▸ Saved data entries
use jaothui_domain::farm::{AccessLevel, FarmRole};
use jaothui_farms::domain::types::{FarmContextParams, LookupStrategy};
use jaothui_farms::error::FarmContextError;

use crate::helpers::{MemoryRepo, Store, test_farm, test_member, three_user_fixture};

const STRATEGIES: [LookupStrategy; 2] = [LookupStrategy::Sequential, LookupStrategy::Union];

// ── resolve ──────────────────────────────────────────────────────────────────

#[tokio::test]
async fn should_resolve_owner_member_and_stranger() {
    for strategy in STRATEGIES {
        let fixture = three_user_fixture();
        let resolver = fixture.repo.resolver(strategy);

        let owner = resolver
            .resolve("u1", FarmContextParams::default())
            .await
            .unwrap();
        assert_eq!(owner.farm.id, fixture.f1.id);
        assert_eq!(owner.role, FarmRole::Owner);
        assert_eq!(owner.access_level, AccessLevel::Full);

        let staff = resolver
            .resolve("u2", FarmContextParams::default())
            .await
            .unwrap();
        assert_eq!(staff.farm.id, fixture.f1.id);
        assert_eq!(staff.role, FarmRole::Member);
        assert_eq!(staff.access_level, AccessLevel::Limited);

        let stranger = resolver.resolve("u3", FarmContextParams::default()).await;
        assert!(
            matches!(stranger, Err(FarmContextError::NoAccess { farm_id: None })),
            "expected NoAccess with {strategy:?}, got {stranger:?}"
        );
    }
}

#[tokio::test]
async fn should_let_ownership_win_over_membership_elsewhere() {
    let own = test_farm("u1", "ฟาร์มบ้านนา", 1);
    let older = test_farm("u9", "ฟาร์มเก่า", 100);
    let repo = MemoryRepo::new(Store {
        members: vec![test_member(older.id, "u1", FarmRole::Member)],
        farms: vec![own.clone(), older],
        ..Store::default()
    });
    for strategy in STRATEGIES {
        let context = repo
            .resolver(strategy)
            .resolve("u1", FarmContextParams::default())
            .await
            .unwrap();
        assert_eq!(context.farm.id, own.id, "{strategy:?}");
        assert_eq!(context.access_level, AccessLevel::Full);
    }
}

#[tokio::test]
async fn should_grant_full_access_for_stored_owner_role() {
    let farm = test_farm("u1", "ฟาร์มร่วม", 5);
    let repo = MemoryRepo::new(Store {
        members: vec![test_member(farm.id, "u7", FarmRole::Owner)],
        farms: vec![farm.clone()],
        ..Store::default()
    });
    for strategy in STRATEGIES {
        let context = repo
            .resolver(strategy)
            .resolve("u7", FarmContextParams::default())
            .await
            .unwrap();
        assert_eq!(context.role, FarmRole::Owner);
        assert_eq!(context.access_level, AccessLevel::Full);
    }
}

#[tokio::test]
async fn should_reject_empty_and_null_user_ids() {
    let fixture = three_user_fixture();
    let resolver = fixture.repo.resolver(LookupStrategy::Sequential);
    for user_id in [Some(""), Some("  "), None] {
        let result = resolver.resolve(user_id, FarmContextParams::default()).await;
        assert!(
            matches!(result, Err(FarmContextError::InvalidUser)),
            "expected InvalidUser for {user_id:?}, got {result:?}"
        );
    }
}

#[tokio::test]
async fn should_reraise_lookup_failures_as_database_error() {
    for strategy in STRATEGIES {
        let resolver = MemoryRepo::failing().resolver(strategy);
        let err = resolver
            .resolve("u1", FarmContextParams::default())
            .await
            .unwrap_err();
        assert_eq!(err.code(), "DATABASE_ERROR");
        assert!(matches!(err, FarmContextError::Database(_)));
    }
}

#[tokio::test]
async fn should_check_only_the_requested_farm() {
    let fixture = three_user_fixture();
    let other = test_farm("u9", "ฟาร์มอื่น", 3);
    fixture.repo.store.lock().unwrap().farms.push(other.clone());

    let resolver = fixture.repo.resolver(LookupStrategy::Sequential);

    let err = resolver
        .resolve("u1", FarmContextParams::for_farm(other.id))
        .await
        .unwrap_err();
    assert!(matches!(err, FarmContextError::NoAccess { farm_id: Some(id) } if id == other.id));
    assert!(err.to_string().contains(&other.id.to_string()));

    let staff = resolver
        .resolve("u2", FarmContextParams::for_farm(fixture.f1.id))
        .await
        .unwrap();
    assert_eq!(staff.role, FarmRole::Member);
}

#[tokio::test]
async fn should_treat_membership_of_missing_farm_as_no_access() {
    let ghost = test_farm("u9", "ฟาร์มที่ถูกลบ", 3);
    let repo = MemoryRepo::new(Store {
        members: vec![test_member(ghost.id, "u2", FarmRole::Member)],
        ..Store::default()
    });
    let resolver = repo.resolver(LookupStrategy::Sequential);

    let by_id = resolver
        .resolve("u2", FarmContextParams::for_farm(ghost.id))
        .await;
    assert!(matches!(by_id, Err(FarmContextError::NoAccess { .. })));

    let default = resolver.resolve("u2", FarmContextParams::default()).await;
    assert!(matches!(default, Err(FarmContextError::NoAccess { .. })));
}

// ── resolve_all ──────────────────────────────────────────────────────────────

#[tokio::test]
async fn should_enumerate_owned_farms_before_memberships() {
    let own = test_farm("u1", "ฟาร์มของฉัน", 1);
    let staffed = test_farm("u9", "ฟาร์มที่ช่วยงาน", 50);
    let ghost = test_farm("u8", "ฟาร์มที่ถูกลบ", 20);
    let repo = MemoryRepo::new(Store {
        members: vec![
            test_member(own.id, "u1", FarmRole::Owner),
            test_member(staffed.id, "u1", FarmRole::Member),
            test_member(ghost.id, "u1", FarmRole::Member),
        ],
        farms: vec![own.clone(), staffed.clone()],
        ..Store::default()
    });

    let contexts = repo
        .resolver(LookupStrategy::Union)
        .resolve_all("u1")
        .await
        .unwrap();
    let ids: Vec<_> = contexts.iter().map(|c| c.farm.id).collect();
    assert_eq!(ids, vec![own.id, staffed.id]);
    assert_eq!(contexts[0].access_level, AccessLevel::Full);
    assert_eq!(contexts[1].access_level, AccessLevel::Limited);
}

#[tokio::test]
async fn should_fail_enumeration_without_any_farm() {
    let fixture = three_user_fixture();
    let resolver = fixture.repo.resolver(LookupStrategy::Union);
    assert!(matches!(
        resolver.resolve_all("u3").await,
        Err(FarmContextError::NoAccess { .. })
    ));
    assert!(matches!(
        resolver.resolve_all("").await,
        Err(FarmContextError::InvalidUser)
    ));
    assert!(matches!(
        MemoryRepo::failing()
            .resolver(LookupStrategy::Union)
            .resolve_all("u1")
            .await,
        Err(FarmContextError::Database(_))
    ));
}

// ── check_access ─────────────────────────────────────────────────────────────

#[tokio::test]
async fn should_answer_check_access_per_resolution_outcome() {
    let fixture = three_user_fixture();
    let resolver = fixture.repo.resolver(LookupStrategy::Union);

    assert!(
        resolver
            .check_access("u1", FarmContextParams::default())
            .await
            .unwrap()
    );
    assert!(
        resolver
            .check_access("u2", FarmContextParams::for_farm(fixture.f1.id))
            .await
            .unwrap()
    );
    assert!(
        !resolver
            .check_access("u3", FarmContextParams::default())
            .await
            .unwrap()
    );
    assert!(matches!(
        resolver
            .check_access(None::<&str>, FarmContextParams::default())
            .await,
        Err(FarmContextError::InvalidUser)
    ));
}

▸ ASSIGNED TASK
Nothing but an exact reproduction of the entries is wanted.

▸ EXERCISE RESULT
use jaothui_domain::farm::{AccessLevel, FarmRole};
use jaothui_farms::domain::types::{FarmContextParams, LookupStrategy};
use jaothui_farms::error::FarmContextError;

use crate::helpers::{MemoryRepo, Store, test_farm, test_member, three_user_fixture};

const STRATEGIES: [LookupStrategy; 2] = [LookupStrategy::Sequential, LookupStrategy::Union];

// ── resolve ──────────────────────────────────────────────────────────────────

#[tokio::test]
async fn should_resolve_owner_member_and_stranger() {
    for strategy in STRATEGIES {
        let fixture = three_user_fixture();
        let resolver = fixture.repo.resolver(strategy);

        let owner = resolver
            .resolve("u1", FarmContextParams::default())
            .await
            .unwrap();
        assert_eq!(owner.farm.id, fixture.f1.id);
        assert_eq!(owner.role, FarmRole::Owner);
        assert_eq!(owner.access_level, AccessLevel::Full);

        let staff = resolver
            .resolve("u2", FarmContextParams::default())
            .await
            .unwrap();
        assert_eq!(staff.farm.id, fixture.f1.id);
        assert_eq!(staff.role, FarmRole::Member);
        assert_eq!(staff.access_level, AccessLevel::Limited);

        let stranger = resolver.resolve("u3", FarmContextParams::default()).await;
        assert!(
            matches!(stranger, Err(FarmContextError::NoAccess { farm_id: None })),
            "expected NoAccess with {strategy:?}, got {stranger:?}"
        );
    }
}

#[tokio::test]
async fn should_let_ownership_win_over_membership_elsewhere() {
    let own = test_farm("u1", "ฟาร์มบ้านนา", 1);
    let older = test_farm("u9", "ฟาร์มเก่า", 100);
    let repo = MemoryRepo::new(Store {
        members: vec![test_member(older.id, "u1", FarmRole::Member)],
        farms: vec![own.clone(), older],
        ..Store::default()
    });
    for strategy in STRATEGIES {
        let context = repo
            .resolver(strategy)
            .resolve("u1", FarmContextParams::default())
            .await
            .unwrap();
        assert_eq!(context.farm.id, own.id, "{strategy:?}");
        assert_eq!(context.access_level, AccessLevel::Full);
    }
}

#[tokio::test]
async fn should_grant_full_access_for_stored_owner_role() {
    let farm = test_farm("u1", "ฟาร์มร่วม", 5);
    let repo = MemoryRepo::new(Store {
        members: vec![test_member(farm.id, "u7", FarmRole::Owner)],
        farms: vec![farm.clone()],
        ..Store::default()
    });
    for strategy in STRATEGIES {
        let context = repo
            .resolver(strategy)
            .resolve("u7", FarmContextParams::default())
            .await
            .unwrap();
        assert_eq!(context.role, FarmRole::Owner);
        assert_eq!(context.access_level, AccessLevel::Full);
    }
}

#[tokio::test]
async fn should_reject_empty_and_null_user_ids() {
    let fixture = three_user_fixture();
    let resolver = fixture.repo.resolver(LookupStrategy::Sequential);
    for user_id in [Some(""), Some("  "), None] {
        let result = resolver.resolve(user_id, FarmContextParams::default()).await;
        assert!(
            matches!(result, Err(FarmContextError::InvalidUser)),
            "expected InvalidUser for {user_id:?}, got {result:?}"
        );
    }
}

#[tokio::test]
async fn should_reraise_lookup_failures_as_database_error() {
    for strategy in STRATEGIES {
        let resolver = MemoryRepo::failing().resolver(strategy);
        let err = resolver
            .resolve("u1", FarmContextParams::default())
            .await
            .unwrap_err();
        assert_eq!(err.code(), "DATABASE_ERROR");
        assert!(matches!(err, FarmContextError::Database(_)));
    }
}

#[tokio::test]
async fn should_check_only_the_requested_farm() {
    let fixture = three_user_fixture();
    let other = test_farm("u9", "ฟาร์มอื่น", 3);
    fixture.repo.store.lock().unwrap().farms.push(other.clone());

    let resolver = fixture.repo.resolver(LookupStrategy::Sequential);

    let err = resolver
        .resolve("u1", FarmContextParams::for_farm(other.id))
        .await
        .unwrap_err();
    assert!(matches!(err, FarmContextError::NoAccess { farm_id: Some(id) } if id == other.id));
    assert!(err.to_string().contains(&other.id.to_string()));

    let staff = resolver
        .resolve("u2", FarmContextParams::for_farm(fixture.f1.id))
        .await
        .unwrap();
    assert_eq!(staff.role, FarmRole::Member);
}

#[tokio::test]
async fn should_treat_membership_of_missing_farm_as_no_access() {
    let ghost = test_farm("u9", "ฟาร์มที่ถูกลบ", 3);
    let repo = MemoryRepo::new(Store {
        members: vec![test_member(ghost.id, "u2", FarmRole::Member)],
        ..Store::default()
    });
    let resolver = repo.resolver(LookupStrategy::Sequential);

    let by_id = resolver
        .resolve("u2", FarmContextParams::for_farm(ghost.id))
        .await;
    assert!(matches!(by_id, Err(FarmContextError::NoAccess { .. })));

    let default = resolver.resolve("u2", FarmContextParams::default()).await;
    assert!(matches!(default, Err(FarmContextError::NoAccess { .. })));
}

// ── resolve_all ──────────────────────────────────────────────────────────────

#[tokio::test]
async fn should_enumerate_owned_farms_before_memberships() {
    let own = test_farm("u1", "ฟาร์มของฉัน", 1);
    let staffed = test_farm("u9", "ฟาร์มที่ช่วยงาน", 50);
    let ghost = test_farm("u8", "ฟาร์มที่ถูกลบ", 20);
    let repo = MemoryRepo::new(Store {
        members: vec![
            test_member(own.id, "u1", FarmRole::Owner),
            test_member(staffed.id, "u1", FarmRole::Member),
            test_member(ghost.id, "u1", FarmRole::Member),
        ],
        farms: vec![own.clone(), staffed.clone()],
        ..Store::default()
    });

    let contexts = repo
        .resolver(LookupStrategy::Union)
        .resolve_all("u1")
        .await
        .unwrap();
    let ids: Vec<_> = contexts.iter().map(|c| c.farm.id).collect();
    assert_eq!(ids, vec![own.id, staffed.id]);
    assert_eq!(contexts[0].access_level, AccessLevel::Full);
    assert_eq!(contexts[1].access_level, AccessLevel::Limited);
}

#[tokio::test]
async fn should_fail_enumeration_without_any_farm() {
    let fixture = three_user_fixture();
    let resolver = fixture.repo.resolver(LookupStrategy::Union);
    assert!(matches!(
        resolver.resolve_all("u3").await,
        Err(FarmContextError::NoAccess { .. })
    ));
    assert!(matches!(
        resolver.resolve_all("").await,
        Err(FarmContextError::InvalidUser)
    ));
    assert!(matches!(
        MemoryRepo::failing()
            .resolver(LookupStrategy::Union)
            .resolve_all("u1")
            .await,
        Err(FarmContextError::Database(_))
    ));
}

// ── check_access ─────────────────────────────────────────────────────────────

#[tokio::test]
async fn should_answer_check_access_per_resolution_outcome() {
    let fixture = three_user_fixture();
    let resolver = fixture.repo.resolver(LookupStrategy::Union);

    assert!(
        resolver
            .check_access("u1", FarmContextParams::default())
            .await
            .unwrap()
    );
    assert!(
        resolver
            .check_access("u2", FarmContextParams::for_farm(fixture.f1.id))
            .await
            .unwrap()
    );
    assert!(
        !resolver
            .check_access("u3", FarmContextParams::default())
            .await
            .unwrap()
    );
    assert!(matches!(
        resolver
            .check_access(None::<&str>, FarmContextParams::default())
            .await,
        Err(FarmContextError::InvalidUser)
    ));
}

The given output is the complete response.